(Beginning of Supplied material)

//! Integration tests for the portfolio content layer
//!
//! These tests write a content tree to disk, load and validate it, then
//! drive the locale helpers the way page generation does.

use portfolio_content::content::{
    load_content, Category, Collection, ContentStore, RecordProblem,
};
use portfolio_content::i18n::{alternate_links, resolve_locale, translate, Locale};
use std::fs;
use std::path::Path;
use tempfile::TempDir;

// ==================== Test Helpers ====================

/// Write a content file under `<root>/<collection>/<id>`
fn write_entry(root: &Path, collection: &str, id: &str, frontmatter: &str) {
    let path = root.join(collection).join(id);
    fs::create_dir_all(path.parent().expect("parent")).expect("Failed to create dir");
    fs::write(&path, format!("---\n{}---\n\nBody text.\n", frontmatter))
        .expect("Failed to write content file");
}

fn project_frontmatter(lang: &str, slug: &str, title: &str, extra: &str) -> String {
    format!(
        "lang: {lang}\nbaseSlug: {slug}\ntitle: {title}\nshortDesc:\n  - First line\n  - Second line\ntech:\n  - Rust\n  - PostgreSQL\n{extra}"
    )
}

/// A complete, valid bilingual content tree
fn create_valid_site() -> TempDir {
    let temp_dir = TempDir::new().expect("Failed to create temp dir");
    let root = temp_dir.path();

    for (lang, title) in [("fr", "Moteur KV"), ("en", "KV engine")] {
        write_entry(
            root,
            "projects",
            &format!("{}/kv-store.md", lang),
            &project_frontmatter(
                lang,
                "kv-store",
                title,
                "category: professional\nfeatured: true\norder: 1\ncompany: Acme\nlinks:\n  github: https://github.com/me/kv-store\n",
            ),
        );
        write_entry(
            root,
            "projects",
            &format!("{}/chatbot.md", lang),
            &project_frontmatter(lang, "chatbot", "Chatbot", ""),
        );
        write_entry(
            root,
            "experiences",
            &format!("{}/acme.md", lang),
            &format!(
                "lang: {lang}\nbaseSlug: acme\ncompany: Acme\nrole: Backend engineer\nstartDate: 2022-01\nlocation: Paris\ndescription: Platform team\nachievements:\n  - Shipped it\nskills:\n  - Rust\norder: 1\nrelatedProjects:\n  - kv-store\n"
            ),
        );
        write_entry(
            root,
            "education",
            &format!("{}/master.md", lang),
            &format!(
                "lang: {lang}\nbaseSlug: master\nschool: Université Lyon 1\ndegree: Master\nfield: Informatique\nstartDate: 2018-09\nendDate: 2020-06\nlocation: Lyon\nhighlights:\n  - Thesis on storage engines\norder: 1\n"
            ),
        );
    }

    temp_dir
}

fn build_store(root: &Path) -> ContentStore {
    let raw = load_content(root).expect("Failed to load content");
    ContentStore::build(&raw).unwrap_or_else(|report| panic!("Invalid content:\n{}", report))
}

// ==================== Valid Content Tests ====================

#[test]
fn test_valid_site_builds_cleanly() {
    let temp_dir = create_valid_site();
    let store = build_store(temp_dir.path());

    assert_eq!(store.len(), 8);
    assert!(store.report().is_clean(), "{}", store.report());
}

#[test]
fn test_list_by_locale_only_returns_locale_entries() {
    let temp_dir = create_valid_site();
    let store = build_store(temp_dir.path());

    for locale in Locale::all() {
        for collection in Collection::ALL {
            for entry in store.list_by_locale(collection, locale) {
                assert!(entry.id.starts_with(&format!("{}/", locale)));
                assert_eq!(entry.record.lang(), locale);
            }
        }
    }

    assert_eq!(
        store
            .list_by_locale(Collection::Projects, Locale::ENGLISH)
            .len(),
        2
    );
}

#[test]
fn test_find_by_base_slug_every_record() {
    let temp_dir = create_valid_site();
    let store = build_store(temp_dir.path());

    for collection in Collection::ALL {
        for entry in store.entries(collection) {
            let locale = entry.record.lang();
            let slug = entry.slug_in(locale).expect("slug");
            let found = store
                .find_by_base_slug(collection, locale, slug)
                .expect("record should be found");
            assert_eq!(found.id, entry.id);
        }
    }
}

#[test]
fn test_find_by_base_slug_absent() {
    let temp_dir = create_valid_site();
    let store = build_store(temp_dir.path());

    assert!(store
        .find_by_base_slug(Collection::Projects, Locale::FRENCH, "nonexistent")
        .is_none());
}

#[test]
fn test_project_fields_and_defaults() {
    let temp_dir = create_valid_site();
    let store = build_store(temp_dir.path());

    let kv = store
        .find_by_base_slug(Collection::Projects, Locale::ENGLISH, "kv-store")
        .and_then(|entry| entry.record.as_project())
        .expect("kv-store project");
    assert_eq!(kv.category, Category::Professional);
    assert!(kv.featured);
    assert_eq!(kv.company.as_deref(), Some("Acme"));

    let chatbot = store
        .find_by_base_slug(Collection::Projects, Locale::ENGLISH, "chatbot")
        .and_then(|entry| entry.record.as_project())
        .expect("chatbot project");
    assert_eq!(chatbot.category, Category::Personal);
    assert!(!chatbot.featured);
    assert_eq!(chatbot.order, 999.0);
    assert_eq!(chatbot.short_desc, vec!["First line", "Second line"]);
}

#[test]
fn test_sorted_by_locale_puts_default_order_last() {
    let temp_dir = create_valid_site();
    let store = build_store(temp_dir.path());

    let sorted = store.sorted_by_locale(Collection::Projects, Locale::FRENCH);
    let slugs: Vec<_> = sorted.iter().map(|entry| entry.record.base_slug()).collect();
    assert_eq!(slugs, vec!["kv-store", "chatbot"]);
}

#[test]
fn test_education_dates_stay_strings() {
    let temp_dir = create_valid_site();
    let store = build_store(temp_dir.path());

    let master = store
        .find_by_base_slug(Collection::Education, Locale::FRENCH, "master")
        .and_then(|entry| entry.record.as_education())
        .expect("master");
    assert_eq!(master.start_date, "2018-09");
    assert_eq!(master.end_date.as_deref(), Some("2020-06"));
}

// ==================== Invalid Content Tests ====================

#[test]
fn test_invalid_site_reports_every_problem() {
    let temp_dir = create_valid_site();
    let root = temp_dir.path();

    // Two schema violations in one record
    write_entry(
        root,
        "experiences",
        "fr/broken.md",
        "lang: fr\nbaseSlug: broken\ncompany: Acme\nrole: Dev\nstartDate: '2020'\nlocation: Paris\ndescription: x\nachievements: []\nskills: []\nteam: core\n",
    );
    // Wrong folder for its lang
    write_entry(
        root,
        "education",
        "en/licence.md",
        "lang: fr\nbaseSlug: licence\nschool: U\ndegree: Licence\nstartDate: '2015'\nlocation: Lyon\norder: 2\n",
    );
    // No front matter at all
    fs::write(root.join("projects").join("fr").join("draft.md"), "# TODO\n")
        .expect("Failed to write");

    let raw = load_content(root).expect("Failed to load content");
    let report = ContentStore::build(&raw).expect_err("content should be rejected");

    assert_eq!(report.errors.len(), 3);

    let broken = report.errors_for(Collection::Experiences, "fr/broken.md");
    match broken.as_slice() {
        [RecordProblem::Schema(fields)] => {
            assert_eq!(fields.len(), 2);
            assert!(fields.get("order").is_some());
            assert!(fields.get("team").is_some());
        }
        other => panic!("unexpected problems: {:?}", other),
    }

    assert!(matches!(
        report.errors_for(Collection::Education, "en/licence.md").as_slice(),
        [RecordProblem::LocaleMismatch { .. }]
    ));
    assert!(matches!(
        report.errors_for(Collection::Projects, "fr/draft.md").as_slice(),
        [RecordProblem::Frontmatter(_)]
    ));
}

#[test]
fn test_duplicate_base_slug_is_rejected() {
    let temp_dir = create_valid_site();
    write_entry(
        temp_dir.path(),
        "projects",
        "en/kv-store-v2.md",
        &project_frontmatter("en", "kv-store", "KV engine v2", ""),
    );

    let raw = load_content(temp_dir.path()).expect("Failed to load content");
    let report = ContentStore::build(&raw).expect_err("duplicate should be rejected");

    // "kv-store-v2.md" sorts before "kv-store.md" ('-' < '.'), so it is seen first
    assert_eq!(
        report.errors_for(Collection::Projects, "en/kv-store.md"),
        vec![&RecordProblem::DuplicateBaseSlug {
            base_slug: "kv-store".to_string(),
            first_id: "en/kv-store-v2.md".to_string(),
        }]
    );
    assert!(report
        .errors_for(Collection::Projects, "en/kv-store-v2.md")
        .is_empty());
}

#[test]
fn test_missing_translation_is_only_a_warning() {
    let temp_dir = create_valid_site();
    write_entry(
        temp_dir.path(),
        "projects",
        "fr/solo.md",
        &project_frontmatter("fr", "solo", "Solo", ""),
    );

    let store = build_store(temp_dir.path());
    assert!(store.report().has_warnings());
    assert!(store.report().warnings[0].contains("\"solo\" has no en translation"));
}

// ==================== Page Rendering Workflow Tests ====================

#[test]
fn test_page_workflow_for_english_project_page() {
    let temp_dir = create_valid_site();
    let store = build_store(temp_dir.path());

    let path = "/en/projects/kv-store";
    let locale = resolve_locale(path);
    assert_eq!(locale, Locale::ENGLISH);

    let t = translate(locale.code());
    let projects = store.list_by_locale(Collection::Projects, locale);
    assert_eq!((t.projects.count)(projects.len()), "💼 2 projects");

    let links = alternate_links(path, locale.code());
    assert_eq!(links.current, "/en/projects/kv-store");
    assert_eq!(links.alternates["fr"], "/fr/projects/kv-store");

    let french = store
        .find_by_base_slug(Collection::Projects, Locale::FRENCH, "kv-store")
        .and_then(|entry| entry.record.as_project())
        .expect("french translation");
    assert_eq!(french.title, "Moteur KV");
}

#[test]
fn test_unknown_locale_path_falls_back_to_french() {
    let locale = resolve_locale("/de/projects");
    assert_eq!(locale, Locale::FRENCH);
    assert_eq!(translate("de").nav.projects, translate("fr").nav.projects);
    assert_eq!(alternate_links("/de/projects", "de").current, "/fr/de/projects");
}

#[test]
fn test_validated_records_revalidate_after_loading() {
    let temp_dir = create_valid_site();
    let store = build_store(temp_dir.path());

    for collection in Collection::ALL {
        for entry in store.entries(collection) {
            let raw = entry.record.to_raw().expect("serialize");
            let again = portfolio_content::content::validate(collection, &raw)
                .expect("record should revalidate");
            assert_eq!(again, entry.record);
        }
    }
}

(End of Supplied material)
(Beginning of Supplied material)

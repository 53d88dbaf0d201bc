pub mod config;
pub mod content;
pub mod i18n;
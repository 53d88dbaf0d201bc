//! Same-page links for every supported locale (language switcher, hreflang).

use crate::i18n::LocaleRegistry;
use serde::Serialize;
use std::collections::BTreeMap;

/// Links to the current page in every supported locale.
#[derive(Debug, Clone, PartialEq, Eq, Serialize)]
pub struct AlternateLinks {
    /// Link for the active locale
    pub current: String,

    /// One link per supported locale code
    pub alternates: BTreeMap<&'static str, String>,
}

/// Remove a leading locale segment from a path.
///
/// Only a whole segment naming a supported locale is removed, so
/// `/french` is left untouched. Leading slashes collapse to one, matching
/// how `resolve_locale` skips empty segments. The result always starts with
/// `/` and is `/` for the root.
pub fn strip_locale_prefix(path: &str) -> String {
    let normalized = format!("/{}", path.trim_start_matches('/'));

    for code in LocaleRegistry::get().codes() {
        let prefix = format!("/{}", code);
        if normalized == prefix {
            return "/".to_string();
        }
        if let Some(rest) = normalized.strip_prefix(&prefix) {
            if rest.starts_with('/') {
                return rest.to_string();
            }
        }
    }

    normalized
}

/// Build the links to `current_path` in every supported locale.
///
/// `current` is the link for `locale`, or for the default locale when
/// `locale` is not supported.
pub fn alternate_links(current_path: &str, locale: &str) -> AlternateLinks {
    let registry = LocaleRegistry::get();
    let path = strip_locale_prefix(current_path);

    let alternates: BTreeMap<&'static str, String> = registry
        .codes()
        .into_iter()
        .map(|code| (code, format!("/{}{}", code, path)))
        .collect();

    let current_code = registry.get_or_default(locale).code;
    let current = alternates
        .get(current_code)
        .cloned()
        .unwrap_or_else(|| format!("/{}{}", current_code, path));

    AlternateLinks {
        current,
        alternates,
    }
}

(End of Supplied material)

• About this task
Across all the entries, how many lines include "should"? Answer with the number alone.

• Result below
4